Mr. Douglas is a more attentive pet owner than many, but when his beagle began suddenly vomiting with attendant bouts of diarrhea, he decided to wait to see if the problem would cure itself. By the fourth day, he took his poor four-footed companion to the veterinarian, but by then it was too late; irreversible complications had developed and the faithful creature died.
In Costa Rica, one of the most frequent causes of veterinary emergencies is an onslaught of vomiting and diarrhea, signs of stomach and intestinal problems called gastroenteritis.
Just as with children, gastroenteritis causes rapid dehydration and shock – especially in young animals – and every year numerous pets die from not receiving prompt and effective medical care, in many cases including intravenous liquid.
Owners here almost always attribute the symptoms to “parasites” (worms and such) and try treating the symptoms with antiparasite nostrums. However, during the past five years the significance of parasites as the cause of gastroenteritis among small animals has greatly diminished, and it is now rarely found to be the root cause of the problem. This is because of the ready availability of over-the-counter anti-parasite remedies, resulting in attentive pet owners giving this medicine every two or three months.

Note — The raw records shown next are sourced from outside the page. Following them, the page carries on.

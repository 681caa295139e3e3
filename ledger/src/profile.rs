//! Per-account profile and submission records.

use reclaim_types::{AccountId, SubmissionStatus};
use serde::{Deserialize, Serialize};

/// Aggregate counters and metadata for one registered identity.
///
/// All quantity counters only ever grow, and
/// `total_redeemed <= total_verified <= total_submitted` holds at all times.
#[derive(Clone, Debug, PartialEq, Eq, Serialize, Deserialize)]
pub struct Profile {
    pub identity: AccountId,
    pub display_name: String,
    /// Quantity ever submitted.
    pub total_submitted: u64,
    /// Quantity confirmed by a verifier.
    pub total_verified: u64,
    /// Quantity already converted to credit (a multiple of the exchange rate).
    pub total_redeemed: u64,
    /// Credit units granted by redemptions.
    pub credit_balance: u128,
}

impl Profile {
    pub fn new(identity: AccountId, display_name: impl Into<String>) -> Self {
        Self {
            identity,
            display_name: display_name.into(),
            total_submitted: 0,
            total_verified: 0,
            total_redeemed: 0,
            credit_balance: 0,
        }
    }

    /// Verified quantity not yet converted to credit.
    pub fn redeemable(&self) -> u64 {
        self.total_verified.saturating_sub(self.total_redeemed)
    }

    /// `total_redeemed <= total_verified <= total_submitted`.
    pub fn counters_ordered(&self) -> bool {
        self.total_redeemed <= self.total_verified && self.total_verified <= self.total_submitted
    }
}

/// One claimed quantity and its verification status.
#[derive(Clone, Copy, Debug, PartialEq, Eq, Serialize, Deserialize)]
pub struct Submission {
    pub quantity: u64,
    pub status: SubmissionStatus,
}

impl Submission {
    pub fn pending(quantity: u64) -> Self {
        Self {
            quantity,
            status: SubmissionStatus::Pending,
        }
    }
}

/// A profile together with its ordered submission list.
///
/// This is the unit of atomicity: every mutation touches exactly one record.
#[derive(Clone, Debug, PartialEq, Eq, Serialize, Deserialize)]
pub struct AccountRecord {
    pub profile: Profile,
    pub submissions: Vec<Submission>,
}

impl AccountRecord {
    pub fn new(identity: AccountId, display_name: impl Into<String>) -> Self {
        Self {
            profile: Profile::new(identity, display_name),
            submissions: Vec::new(),
        }
    }

    /// Check the counters against the submission list.
    ///
    /// Submitted quantity must equal the sum over all submissions and verified
    /// quantity the sum over verified or redeemed submissions.
    pub fn is_consistent(&self) -> bool {
        let mut submitted: u128 = 0;
        let mut verified: u128 = 0;
        for s in &self.submissions {
            if s.quantity == 0 {
                return false;
            }
            submitted += s.quantity as u128;
            if s.status.is_verified() {
                verified += s.quantity as u128;
            }
        }
        self.profile.counters_ordered()
            && submitted == self.profile.total_submitted as u128
            && verified == self.profile.total_verified as u128
    }
}
//! Recycling reward ledger.
//!
//! Participants register, submit quantities of recyclable items, have each
//! submission verified by a trusted party, and redeem verified quantity for
//! external credit at a fixed exchange rate. A ranking view orders accounts
//! by verified quantity.
//!
//! Every account has its own profile and append-only submission list; the
//! [`RewardLedger`] serializes operations per account and lets different
//! accounts proceed concurrently.
//!
//! Counters per account always satisfy
//! `total_redeemed <= total_verified <= total_submitted`.

pub mod error;
pub mod leaderboard;
pub mod ledger;
pub mod profile;
pub mod redemption;
pub mod registry;
pub mod snapshot;
pub mod submission;

pub use error::{LedgerError, SnapshotError};
pub use leaderboard::top_n;
pub use ledger::RewardLedger;
pub use profile::{AccountRecord, Profile, Submission};
pub use redemption::{Redemption, RedemptionEngine, RedemptionPlan};
pub use registry::{AccountHandle, AccountRegistry};
pub use snapshot::LedgerSnapshot;
pub use submission::SubmissionLedger;
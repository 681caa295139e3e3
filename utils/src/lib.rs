//! Shared utilities for the Reclaim services.

pub mod logging;

pub use logging::{init_logging, LogFormat};
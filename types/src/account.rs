//! Account identity type.

use serde::{Deserialize, Serialize};
use std::fmt;

/// An opaque, unique caller identity (e.g. a public-key-derived address).
///
/// Used as the key for all per-account state. The empty identity is the
/// "null" identity: it can be constructed (so it can be rejected with a
/// proper error) but never names a real participant.
#[derive(Clone, Debug, PartialEq, Eq, PartialOrd, Ord, Hash, Serialize, Deserialize)]
#[serde(transparent)]
pub struct AccountId(String);

impl AccountId {
    /// The null identity.
    pub const NULL: &'static str = "";

    pub fn new(raw: impl Into<String>) -> Self {
        Self(raw.into())
    }

    /// Return the raw identity string.
    pub fn as_str(&self) -> &str {
        &self.0
    }

    /// Whether this is the null (empty) identity.
    pub fn is_null(&self) -> bool {
        self.0.trim().is_empty()
    }
}

impl fmt::Display for AccountId {
    fn fmt(&self, f: &mut fmt::Formatter<'_>) -> fmt::Result {
        write!(f, "{}", self.0)
    }
}

impl From<String> for AccountId {
    fn from(s: String) -> Self {
        Self::new(s)
    }
}

impl From<&str> for AccountId {
    fn from(s: &str) -> Self {
        Self::new(s)
    }
}
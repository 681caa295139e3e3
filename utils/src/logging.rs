//! Structured logging initialisation via `tracing`.
//!
//! Two output formats are supported:
//! - [`LogFormat::Human`]: coloured, human-readable lines (development).
//! - [`LogFormat::Json`]: newline-delimited JSON (production / log aggregation).
//!
//! The filter level can be overridden at runtime via the `RUST_LOG`
//! environment variable. When `RUST_LOG` is not set, the caller-supplied
//! `level` string is used (e.g. `"info"`, `"debug,reclaim_ledger=trace"`).

use std::fmt;
use std::str::FromStr;

use serde::{Deserialize, Serialize};
use thiserror::Error;
use tracing_subscriber::{fmt as layer_fmt, layer::SubscriberExt, util::SubscriberInitExt, EnvFilter};

/// Selects the output format for structured logs.
#[derive(Debug, Clone, Copy, PartialEq, Eq, Default, Serialize, Deserialize)]
#[serde(rename_all = "lowercase")]
pub enum LogFormat {
    /// Pretty-printed, coloured output for local development.
    #[default]
    Human,
    /// Newline-delimited JSON for production and log aggregation pipelines.
    Json,
}

#[derive(Debug, Error, PartialEq, Eq)]
#[error("unknown log format {0:?}, expected \"human\" or \"json\"")]
pub struct UnknownLogFormat(pub String);

impl FromStr for LogFormat {
    type Err = UnknownLogFormat;

    fn from_str(s: &str) -> Result<Self, Self::Err> {
        match s.to_ascii_lowercase().as_str() {
            "human" => Ok(Self::Human),
            "json" => Ok(Self::Json),
            other => Err(UnknownLogFormat(other.to_string())),
        }
    }
}

impl fmt::Display for LogFormat {
    fn fmt(&self, f: &mut fmt::Formatter<'_>) -> fmt::Result {
        match self {
            Self::Human => write!(f, "human"),
            Self::Json => write!(f, "json"),
        }
    }
}

/// Initialise the global tracing subscriber.
///
/// # Panics
///
/// Panics if a global subscriber has already been set (i.e. this function
/// was called twice in the same process).
pub fn init_logging(format: LogFormat, level: &str) {
    let filter = EnvFilter::try_from_default_env().unwrap_or_else(|_| EnvFilter::new(level));

    match format {
        LogFormat::Human => {
            tracing_subscriber::registry()
                .with(filter)
                .with(layer_fmt::layer().with_target(true).with_thread_ids(true))
                .init();
        }
        LogFormat::Json => {
            tracing_subscriber::registry()
                .with(filter)
                .with(layer_fmt::layer().json().with_target(true).with_thread_ids(true))
                .init();
        }
    }
}
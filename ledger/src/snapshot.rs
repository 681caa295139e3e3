//! Ledger snapshots: capture every account and the admin set.
//!
//! The in-memory ledger has no storage of its own; a surrounding service
//! writes snapshots to disk and restores from them at startup. The snapshot
//! hash is computed deterministically from its contents so a truncated or
//! edited file is rejected instead of silently loaded.

use std::collections::HashSet;
use std::time::{SystemTime, UNIX_EPOCH};

use reclaim_types::AccountId;
use serde::{Deserialize, Serialize};

use crate::error::SnapshotError;
use crate::profile::AccountRecord;

/// Current snapshot format version.
pub const SNAPSHOT_VERSION: u32 = 1;

#[derive(Clone, Debug, Serialize, Deserialize)]
pub struct LedgerSnapshot {
    /// Blake2b-256 over the contents below (excluding `created_at`).
    pub hash: [u8; 32],
    pub version: u32,
    /// Unix seconds when the snapshot was taken.
    pub created_at: u64,
    pub owner: AccountId,
    pub admins: Vec<AccountId>,
    /// Account records in registration order.
    pub accounts: Vec<AccountRecord>,
}

impl LedgerSnapshot {
    pub fn create(owner: AccountId, admins: Vec<AccountId>, accounts: Vec<AccountRecord>) -> Self {
        let created_at = SystemTime::now()
            .duration_since(UNIX_EPOCH)
            .map(|d| d.as_secs())
            .unwrap_or_default();
        let mut snap = Self {
            hash: [0u8; 32],
            version: SNAPSHOT_VERSION,
            created_at,
            owner,
            admins,
            accounts,
        };
        snap.hash = snap.compute_hash();
        snap
    }

    fn compute_hash(&self) -> [u8; 32] {
        use blake2::digest::consts::U32;
        use blake2::{Blake2b, Digest};

        fn update_str(hasher: &mut Blake2b<U32>, s: &str) {
            hasher.update((s.len() as u64).to_le_bytes());
            hasher.update(s.as_bytes());
        }

        let mut hasher = Blake2b::<U32>::new();
        hasher.update(self.version.to_le_bytes());
        update_str(&mut hasher, self.owner.as_str());
        hasher.update((self.admins.len() as u64).to_le_bytes());
        for admin in &self.admins {
            update_str(&mut hasher, admin.as_str());
        }
        hasher.update((self.accounts.len() as u64).to_le_bytes());
        for account in &self.accounts {
            let p = &account.profile;
            update_str(&mut hasher, p.identity.as_str());
            update_str(&mut hasher, &p.display_name);
            hasher.update(p.total_submitted.to_le_bytes());
            hasher.update(p.total_verified.to_le_bytes());
            hasher.update(p.total_redeemed.to_le_bytes());
            hasher.update(p.credit_balance.to_le_bytes());
            hasher.update((account.submissions.len() as u64).to_le_bytes());
            for s in &account.submissions {
                hasher.update(s.quantity.to_le_bytes());
                update_str(&mut hasher, s.status.as_str());
            }
        }

        let result = hasher.finalize();
        let mut out = [0u8; 32];
        out.copy_from_slice(&result);
        out
    }

    /// Whether the stored hash matches the contents.
    pub fn verify(&self) -> bool {
        self.hash == self.compute_hash()
    }

    /// Full integrity check: version, hash, unique identities, and the
    /// per-account counter invariants.
    pub fn validate(&self) -> Result<(), SnapshotError> {
        if self.version != SNAPSHOT_VERSION {
            return Err(SnapshotError::UnsupportedVersion(self.version));
        }
        if !self.verify() {
            return Err(SnapshotError::HashMismatch);
        }
        let mut seen = HashSet::with_capacity(self.accounts.len());
        for account in &self.accounts {
            let identity = &account.profile.identity;
            if identity.is_null() || !seen.insert(identity) {
                return Err(SnapshotError::DuplicateAccount(identity.to_string()));
            }
            if !account.is_consistent() {
                return Err(SnapshotError::InconsistentAccount(identity.to_string()));
            }
        }
        Ok(())
    }

    /// Serialize the snapshot to bytes (bincode).
    pub fn to_bytes(&self) -> Result<Vec<u8>, SnapshotError> {
        bincode::serialize(self).map_err(|e| SnapshotError::Encode(e.to_string()))
    }

    /// Deserialize a snapshot from bytes. Does not validate; see [`Self::validate`].
    pub fn from_bytes(bytes: &[u8]) -> Result<Self, SnapshotError> {
        bincode::deserialize(bytes).map_err(|e| SnapshotError::Decode(e.to_string()))
    }

    pub fn account_count(&self) -> usize {
        self.accounts.len()
    }
}
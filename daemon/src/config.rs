//! Daemon configuration with TOML file support.

use std::net::{IpAddr, Ipv4Addr, SocketAddr};
use std::path::{Path, PathBuf};

use reclaim_types::{AccountId, CreditAmount, LedgerParams, ParamsError};
use reclaim_utils::LogFormat;
use serde::{Deserialize, Serialize};
use thiserror::Error;

#[derive(Debug, Error)]
pub enum ConfigError {
    #[error("failed to read {path}: {source}")]
    Read {
        path: PathBuf,
        source: std::io::Error,
    },

    #[error("invalid config: {0}")]
    Parse(#[from] toml::de::Error),

    #[error("owner must be set")]
    MissingOwner,

    #[error(transparent)]
    Params(#[from] ParamsError),

    #[error("treasury reserve of {0} units overflows the credit denomination")]
    ReserveOverflow(u64),
}

/// Configuration for the reward ledger daemon.
#[derive(Clone, Debug, Serialize, Deserialize)]
pub struct DaemonConfig {
    /// Address the RPC server binds to.
    #[serde(default = "default_bind_address")]
    pub bind_address: IpAddr,

    /// RPC port.
    #[serde(default = "default_rpc_port")]
    pub rpc_port: u16,

    /// Privileged identity fixed for the lifetime of the ledger.
    #[serde(default)]
    pub owner: String,

    /// Initial admin set.
    #[serde(default)]
    pub admins: Vec<String>,

    /// Verified quantity units per credit unit.
    #[serde(default = "default_exchange_rate")]
    pub exchange_rate: u64,

    /// Decimal places of the external credit token.
    #[serde(default = "default_credit_decimals")]
    pub credit_decimals: u32,

    /// Whole credit units available to the in-process credit ledger.
    #[serde(default = "default_treasury_reserve")]
    pub treasury_reserve: u64,

    /// Where the ledger snapshot is loaded from and written to.
    #[serde(default)]
    pub snapshot_path: Option<PathBuf>,

    #[serde(default)]
    pub log_format: LogFormat,

    /// Log level filter: "trace", "debug", "info", "warn", "error".
    #[serde(default = "default_log_level")]
    pub log_level: String,
}

fn default_bind_address() -> IpAddr {
    IpAddr::V4(Ipv4Addr::LOCALHOST)
}

fn default_rpc_port() -> u16 {
    7080
}

fn default_exchange_rate() -> u64 {
    10
}

fn default_credit_decimals() -> u32 {
    18
}

fn default_treasury_reserve() -> u64 {
    1_000_000
}

fn default_log_level() -> String {
    "info".to_string()
}

impl DaemonConfig {
    /// Load configuration from a TOML file.
    pub fn from_toml_file(path: &Path) -> Result<Self, ConfigError> {
        let content = std::fs::read_to_string(path).map_err(|source| ConfigError::Read {
            path: path.to_path_buf(),
            source,
        })?;
        Self::from_toml_str(&content)
    }

    /// Parse configuration from a TOML string.
    pub fn from_toml_str(s: &str) -> Result<Self, ConfigError> {
        Ok(toml::from_str(s)?)
    }

    /// Check everything the ledger would otherwise reject at startup.
    pub fn validate(&self) -> Result<(), ConfigError> {
        if self.owner().is_null() {
            return Err(ConfigError::MissingOwner);
        }
        self.treasury()?;
        Ok(())
    }

    pub fn owner(&self) -> AccountId {
        AccountId::new(self.owner.trim())
    }

    pub fn admins(&self) -> Vec<AccountId> {
        self.admins.iter().map(|a| AccountId::new(a.trim())).collect()
    }

    pub fn params(&self) -> Result<LedgerParams, ConfigError> {
        Ok(LedgerParams::new(self.exchange_rate, self.credit_decimals)?)
    }

    /// Treasury reserve in the credit ledger's base units.
    pub fn treasury(&self) -> Result<CreditAmount, ConfigError> {
        self.params()?
            .scale_units(self.treasury_reserve)
            .ok_or(ConfigError::ReserveOverflow(self.treasury_reserve))
    }

    pub fn rpc_addr(&self) -> SocketAddr {
        SocketAddr::new(self.bind_address, self.rpc_port)
    }
}

impl Default for DaemonConfig {
    fn default() -> Self {
        Self {
            bind_address: default_bind_address(),
            rpc_port: default_rpc_port(),
            owner: String::new(),
            admins: Vec::new(),
            exchange_rate: default_exchange_rate(),
            credit_decimals: default_credit_decimals(),
            treasury_reserve: default_treasury_reserve(),
            snapshot_path: None,
            log_format: LogFormat::default(),
            log_level: default_log_level(),
        }
    }
}

#[cfg(test)]
mod tests {
    use super::*;
    use std::io::Write;

    #[test]
    fn minimal_toml_uses_defaults() {
        let config = DaemonConfig::from_toml_str(r#"owner = "council""#).unwrap();
        assert_eq!(config.rpc_port, 7080);
        assert_eq!(config.exchange_rate, 10);
        assert_eq!(config.credit_decimals, 18);
        assert_eq!(config.log_format, LogFormat::Human);
        assert_eq!(config.rpc_addr().to_string(), "127.0.0.1:7080");
        assert!(config.validate().is_ok());
    }

    #[test]
    fn partial_toml_overrides() {
        let toml = r#"
            owner = "council"
            admins = ["depot-1", "depot-2"]
            exchange_rate = 25
            credit_decimals = 6
            treasury_reserve = 50
            log_format = "json"
            snapshot_path = "/var/lib/reclaim/ledger.snap"
        "#;
        let config = DaemonConfig::from_toml_str(toml).unwrap();
        assert_eq!(config.admins(), vec![AccountId::new("depot-1"), AccountId::new("depot-2")]);
        assert_eq!(config.params().unwrap().exchange_rate, 25);
        assert_eq!(config.treasury().unwrap(), CreditAmount::new(50_000_000));
        assert_eq!(config.log_format, LogFormat::Json);
        assert_eq!(
            config.snapshot_path.as_deref(),
            Some(Path::new("/var/lib/reclaim/ledger.snap"))
        );
    }

    #[test]
    fn missing_owner_is_rejected() {
        let config = DaemonConfig::from_toml_str("owner = \"  \"").unwrap();
        assert!(matches!(config.validate(), Err(ConfigError::MissingOwner)));
    }

    #[test]
    fn invalid_params_are_rejected() {
        let config = DaemonConfig::from_toml_str("owner = \"o\"\nexchange_rate = 0").unwrap();
        assert!(matches!(
            config.validate(),
            Err(ConfigError::Params(ParamsError::ZeroExchangeRate))
        ));

        let config = DaemonConfig::from_toml_str("owner = \"o\"\ncredit_decimals = 60").unwrap();
        assert!(matches!(config.validate(), Err(ConfigError::Params(_))));
    }

    #[test]
    fn unknown_log_format_fails_to_parse() {
        assert!(matches!(
            DaemonConfig::from_toml_str("log_format = \"xml\""),
            Err(ConfigError::Parse(_))
        ));
    }

    #[test]
    fn loads_from_file() {
        let mut file = tempfile::NamedTempFile::new().unwrap();
        writeln!(file, "owner = \"council\"\nrpc_port = 9000").unwrap();
        let config = DaemonConfig::from_toml_file(file.path()).unwrap();
        assert_eq!(config.rpc_port, 9000);
        assert_eq!(config.owner(), AccountId::new("council"));
    }

    #[test]
    fn missing_file_reports_path() {
        let dir = tempfile::tempdir().unwrap();
        let path = dir.path().join("absent.toml");
        let err = DaemonConfig::from_toml_file(&path).unwrap_err();
        assert!(err.to_string().contains("absent.toml"));
    }
}
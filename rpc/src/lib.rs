//! HTTP/JSON API for the Reclaim reward ledger.
//!
//! Provides endpoints for:
//! - Registration and profile lookup
//! - Submitting quantities and listing an account's submissions
//! - Verification by owner/admins
//! - Redemption into external credit
//! - The leaderboard
//! - Admin management (owner only)
//! - Prometheus metrics
//!
//! The caller's identity is taken from the `x-caller` header; authenticating
//! that header is the job of whatever sits in front of this server.

pub mod error;
pub mod handlers;
pub mod metrics;
pub mod server;

pub use error::RpcError;
pub use metrics::RpcMetrics;
pub use server::{router, AppState, RpcServer};
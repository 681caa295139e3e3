//! Concurrency tests: per-account serialization and cross-account independence.

use std::sync::Arc;
use std::thread;

use reclaim_access::AdminRegistry;
use reclaim_credit::CreditLedger;
use reclaim_ledger::{LedgerError, RewardLedger};
use reclaim_nullables::NullCreditLedger;
use reclaim_types::{AccountId, LedgerParams, SubmissionStatus};

fn id(s: &str) -> AccountId {
    AccountId::new(s)
}

fn ledger_with(credit: Arc<NullCreditLedger>) -> Arc<RewardLedger> {
    Arc::new(
        RewardLedger::new(
            LedgerParams::new(10, 0).unwrap(),
            AdminRegistry::new(id("owner")),
            credit as Arc<dyn CreditLedger>,
        )
        .unwrap(),
    )
}

#[test]
fn concurrent_submits_on_different_accounts() {
    let ledger = ledger_with(Arc::new(NullCreditLedger::new()));
    ledger.register(&id("alice"), "Alice").unwrap();
    ledger.register(&id("bob"), "Bob").unwrap();

    thread::scope(|s| {
        for (name, qty) in [("alice", 1u64), ("bob", 2u64)] {
            let ledger = Arc::clone(&ledger);
            s.spawn(move || {
                for _ in 0..500 {
                    ledger.submit(&id(name), qty).unwrap();
                }
            });
        }
    });

    let alice = ledger.submissions(&id("alice")).unwrap();
    let bob = ledger.submissions(&id("bob")).unwrap();
    assert_eq!(alice.len(), 500);
    assert_eq!(bob.len(), 500);
    assert!(alice.iter().all(|s| s.quantity == 1));
    assert!(bob.iter().all(|s| s.quantity == 2));
    assert_eq!(ledger.profile(&id("alice")).unwrap().total_submitted, 500);
    assert_eq!(ledger.profile(&id("bob")).unwrap().total_submitted, 1000);
}

#[test]
fn concurrent_redeems_on_one_account_never_double_pay() {
    let credit = Arc::new(NullCreditLedger::new());
    let ledger = ledger_with(Arc::clone(&credit));
    let alice = id("alice");
    ledger.register(&alice, "Alice").unwrap();
    for _ in 0..20 {
        let i = ledger.submit(&alice, 7).unwrap();
        ledger.verify(&id("owner"), &alice, i).unwrap();
    }

    thread::scope(|s| {
        for _ in 0..8 {
            let ledger = Arc::clone(&ledger);
            let alice = alice.clone();
            s.spawn(move || match ledger.redeem(&alice) {
                Ok(_) | Err(LedgerError::InsufficientQuantity { .. }) => {}
                Err(e) => panic!("unexpected error: {e}"),
            });
        }
    });

    let profile = ledger.profile(&alice).unwrap();
    // 140 verified at rate 10: exactly 14 units, whichever thread won.
    assert_eq!(profile.total_redeemed, 140);
    assert_eq!(profile.credit_balance, 14);
    let paid: u128 = credit.transfers().iter().map(|(_, a)| a.raw()).sum();
    assert_eq!(paid, 14);
}

#[test]
fn mixed_operations_keep_invariants() {
    let credit = Arc::new(NullCreditLedger::new());
    let ledger = ledger_with(Arc::clone(&credit));
    let names = ["a", "b", "c", "d"];
    for name in names {
        ledger.register(&id(name), name).unwrap();
    }

    thread::scope(|s| {
        for name in names {
            let ledger = Arc::clone(&ledger);
            s.spawn(move || {
                for q in 1..=50u64 {
                    let i = ledger.submit(&id(name), q).unwrap();
                    if q % 3 != 0 {
                        ledger.verify(&id("owner"), &id(name), i).unwrap();
                    }
                    if q % 5 == 0 {
                        let _ = ledger.redeem(&id(name));
                    }
                }
            });
        }
        let reader = Arc::clone(&ledger);
        s.spawn(move || {
            for _ in 0..200 {
                let top = reader.top_n(4).unwrap();
                assert_eq!(top.len(), 4);
                for p in &top {
                    assert!(p.counters_ordered());
                }
            }
        });
    });

    for name in names {
        let profile = ledger.profile(&id(name)).unwrap();
        assert!(profile.counters_ordered());
        assert_eq!(profile.total_submitted, (1..=50).sum::<u64>());
        assert_eq!(profile.total_redeemed % 10, 0);
        assert_eq!(profile.credit_balance as u64 * 10, profile.total_redeemed);
        let verified: u64 = ledger
            .submissions(&id(name))
            .unwrap()
            .iter()
            .filter(|s| s.status != SubmissionStatus::Pending)
            .map(|s| s.quantity)
            .sum();
        assert_eq!(verified, profile.total_verified);
    }
}

#[test]
fn concurrent_registration_of_same_identity_succeeds_once() {
    let ledger = ledger_with(Arc::new(NullCreditLedger::new()));
    let successes: usize = thread::scope(|s| {
        let handles: Vec<_> = (0..8)
            .map(|i| {
                let ledger = Arc::clone(&ledger);
                s.spawn(move || ledger.register(&id("alice"), format!("Alice {i}")).is_ok())
            })
            .collect();
        handles
            .into_iter()
            .map(|h| h.join().unwrap() as usize)
            .sum()
    });
    assert_eq!(successes, 1);
    assert_eq!(ledger.account_count().unwrap(), 1);
}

But nature has an irritating biological tactic by which, when a certain entity is displaced from its “ecological niche,” another comes along to fill the vacuum. This is why bacterial and protozoal infections have taken the place occupied by parasites 10 or 20 years ago. The most common protozoans include coccoids (6%) and giardia (11%), but bacterial infections are by far the most frequent cause of cat and dog gastroenteritis in Costa Rica. The three most common bacteria are campylobacter (30% of local cases), clostridium (38%) and brachyspira (5%).
Alas, anti-parasite treatments have no effect on bacteria or protozoans and more specific remedies have to be applied. (It’s important to note that most anti-diarrhea medicines containing antibacterial ingredients such as sulfa simply aren’t effective against the three main causes of bacterial diarrhea.) Perhaps most important, the three bacteria just mentioned can be transmitted to human beings.
(In fact, the World Health Organization points to campylobacter as the most frequent cause of diarrhea in humans worldwide, causing one death in every 1,000 cases in the United States, and infection is associated with autoimmune aftereffects such as Guillain Barré Syndrome.)
So, be warned: all pets afflicted with persistent vomiting, soft stools or diarrhea (with or without blood) should be separated immediately from children and treated with sanitary precautions. But take heart – prompt diagnosis with laboratory findings and proper treatment produce speedy recovery within 48 hours in 98% of the most frequently encountered infections.